After the dissolution of the Soviet Union in 1991, some former KGB generals and high officers (among them Pavel Sudoplatov) revealed that the five leaders were killed on Stalin's orders in Moscow on 27 August 1949, after a three-day imprisonment in the former Tsar's stables, having been arrested upon arrival in Moscow by the Head of MGB Colonel General Viktor Abakumov, who personally interrogated the Three Districts leaders, then ordered their execution. This was allegedly done in accordance with a deal between Stalin and Mao Zedong.
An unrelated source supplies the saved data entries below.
//! Configuration management for the sync runtime.

use squad_engine::{ConflictResolver, RetryPolicy};
use std::env;
use std::str::FromStr;
use std::time::Duration;

/// Runtime configuration loaded from environment variables.
#[derive(Debug, Clone, PartialEq, Eq)]
pub struct SyncConfig {
    /// SQLite URL of the durable state store
    pub database_url: String,
    /// Period of the foreground drain timer
    pub foreground_interval: Duration,
    /// Period of the background reconciliation timer
    pub background_interval: Duration,
    /// Operations taken per drain
    pub batch_size: usize,
    /// Attempts before an operation is abandoned. Quota failures bypass it:
    /// one corrective retry, then the operation is abandoned.
    pub max_attempts: u32,
    /// Backoff table, longest last
    pub retry_delays: Vec<Duration>,
    /// Pause between operations inside one drain
    pub inter_operation_delay: Duration,
    /// Wait after coming online before draining
    pub online_settle_delay: Duration,
    /// Wait between clearing the remote cache and the corrective retry
    pub quota_recovery_delay: Duration,
    /// Recency window of the conflict resolver
    pub conflict_window: Duration,
    pub push_max_attempts: u32,
    pub push_base_delay: Duration,
    /// Bound of the in-memory realtime push retry list
    pub retry_list_capacity: usize,
    /// Pause between inbound realtime items
    pub inbound_item_delay: Duration,
}

impl Default for SyncConfig {
    fn default() -> Self {
        Self {
            database_url: "sqlite://squad-sync.db".to_string(),
            foreground_interval: Duration::from_secs(30),
            background_interval: Duration::from_secs(300),
            batch_size: 5,
            max_attempts: 5,
            retry_delays: [1_000, 2_000, 5_000, 10_000, 30_000]
                .into_iter()
                .map(Duration::from_millis)
                .collect(),
            inter_operation_delay: Duration::from_millis(100),
            online_settle_delay: Duration::from_millis(2_000),
            quota_recovery_delay: Duration::from_millis(1_000),
            conflict_window: Duration::from_millis(5_000),
            push_max_attempts: 3,
            push_base_delay: Duration::from_millis(500),
            retry_list_capacity: 50,
            inbound_item_delay: Duration::from_millis(50),
        }
    }
}

impl SyncConfig {
    /// Load configuration from environment variables.
    pub fn from_env() -> Result<Self, ConfigError> {
        Self::from_lookup(|key| env::var(key).ok())
    }

    /// Load configuration from an arbitrary key lookup, falling back to defaults.
    pub fn from_lookup(lookup: impl Fn(&str) -> Option<String>) -> Result<Self, ConfigError> {
        let defaults = Self::default();

        let retry_delays = match lookup("SQUAD_RETRY_DELAYS_MS") {
            None => defaults.retry_delays,
            Some(raw) => {
                let delays = raw
                    .split(',')
                    .map(str::trim)
                    .filter(|s| !s.is_empty())
                    .map(|s| {
                        s.parse::<u64>().map(Duration::from_millis).map_err(|_| {
                            ConfigError::Invalid {
                                var: "SQUAD_RETRY_DELAYS_MS",
                                value: raw.clone(),
                            }
                        })
                    })
                    .collect::<Result<Vec<_>, _>>()?;
                if delays.is_empty() {
                    return Err(ConfigError::EmptyRetryDelays);
                }
                delays
            }
        };

        let config = Self {
            database_url: lookup("SQUAD_DATABASE_URL").unwrap_or(defaults.database_url),
            foreground_interval: secs(&lookup, "SQUAD_SYNC_INTERVAL_SECS", defaults.foreground_interval)?,
            background_interval: secs(&lookup, "SQUAD_BACKGROUND_INTERVAL_SECS", defaults.background_interval)?,
            batch_size: parse(&lookup, "SQUAD_BATCH_SIZE", defaults.batch_size)?,
            max_attempts: parse(&lookup, "SQUAD_MAX_ATTEMPTS", defaults.max_attempts)?,
            retry_delays,
            inter_operation_delay: millis(&lookup, "SQUAD_INTER_OP_DELAY_MS", defaults.inter_operation_delay)?,
            online_settle_delay: millis(&lookup, "SQUAD_ONLINE_SETTLE_MS", defaults.online_settle_delay)?,
            quota_recovery_delay: millis(&lookup, "SQUAD_QUOTA_RECOVERY_MS", defaults.quota_recovery_delay)?,
            conflict_window: millis(&lookup, "SQUAD_CONFLICT_WINDOW_MS", defaults.conflict_window)?,
            push_max_attempts: parse(&lookup, "SQUAD_PUSH_MAX_ATTEMPTS", defaults.push_max_attempts)?,
            push_base_delay: millis(&lookup, "SQUAD_PUSH_BASE_DELAY_MS", defaults.push_base_delay)?,
            retry_list_capacity: parse(&lookup, "SQUAD_RETRY_LIST_CAPACITY", defaults.retry_list_capacity)?,
            inbound_item_delay: millis(&lookup, "SQUAD_INBOUND_DELAY_MS", defaults.inbound_item_delay)?,
        };

        if config.batch_size == 0 {
            return Err(ConfigError::Invalid {
                var: "SQUAD_BATCH_SIZE",
                value: "0".into(),
            });
        }
        Ok(config)
    }

    /// The queue's retry policy.
    pub fn retry_policy(&self) -> RetryPolicy {
        RetryPolicy {
            max_attempts: self.max_attempts.max(1),
            delays_ms: self
                .retry_delays
                .iter()
                .map(|d| d.as_millis() as u64)
                .collect(),
        }
    }

    /// A conflict resolver with the configured window.
    pub fn resolver(&self) -> ConflictResolver {
        ConflictResolver::new(self.conflict_window.as_millis() as u64)
    }
}

fn parse<T: FromStr>(
    lookup: &impl Fn(&str) -> Option<String>,
    var: &'static str,
    default: T,
) -> Result<T, ConfigError> {
    match lookup(var) {
        None => Ok(default),
        Some(value) => value
            .trim()
            .parse()
            .map_err(|_| ConfigError::Invalid { var, value }),
    }
}

fn secs(
    lookup: &impl Fn(&str) -> Option<String>,
    var: &'static str,
    default: Duration,
) -> Result<Duration, ConfigError> {
    parse(lookup, var, default.as_secs()).map(Duration::from_secs)
}

fn millis(
    lookup: &impl Fn(&str) -> Option<String>,
    var: &'static str,
    default: Duration,
) -> Result<Duration, ConfigError> {
    parse(lookup, var, default.as_millis() as u64).map(Duration::from_millis)
}

/// Configuration errors.
#[derive(Debug, thiserror::Error, PartialEq, Eq)]
pub enum ConfigError {
    #[error("Invalid value {value:?} for {var}")]
    Invalid { var: &'static str, value: String },

    #[error("SQUAD_RETRY_DELAYS_MS must list at least one delay")]
    EmptyRetryDelays,
}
The remaining important figures of the Three Districts, including Seypidin Azizi (who led the Second delegation of the Three Districts, which participated in Chinese People's Political Consultative Conference in September in Beijing, which proclaimed the People's Republic of China on 1 October 1949), agreed to incorporate the Three Districts into the Xinjiang Province and accept important positions within the administration. However, some Kazakhs led by Osman Batur continued their resistance until 1954. Units of the People's Liberation Army first arrived at Ürümqi airport on 20 October 1949 on Soviet airplanes, provided by Stalin, and quickly established control in northern Xinjiang, before moving into southern Xinjiang together with units of the National Army of the Three Districts, thus establishing control over all ten districts of Xinjiang Province. On 20 December 1949 the Ili National Army joined the People's Liberation Army as the Xinjiang 5th Army Corps, which underwent reforms before being eventually disbanded.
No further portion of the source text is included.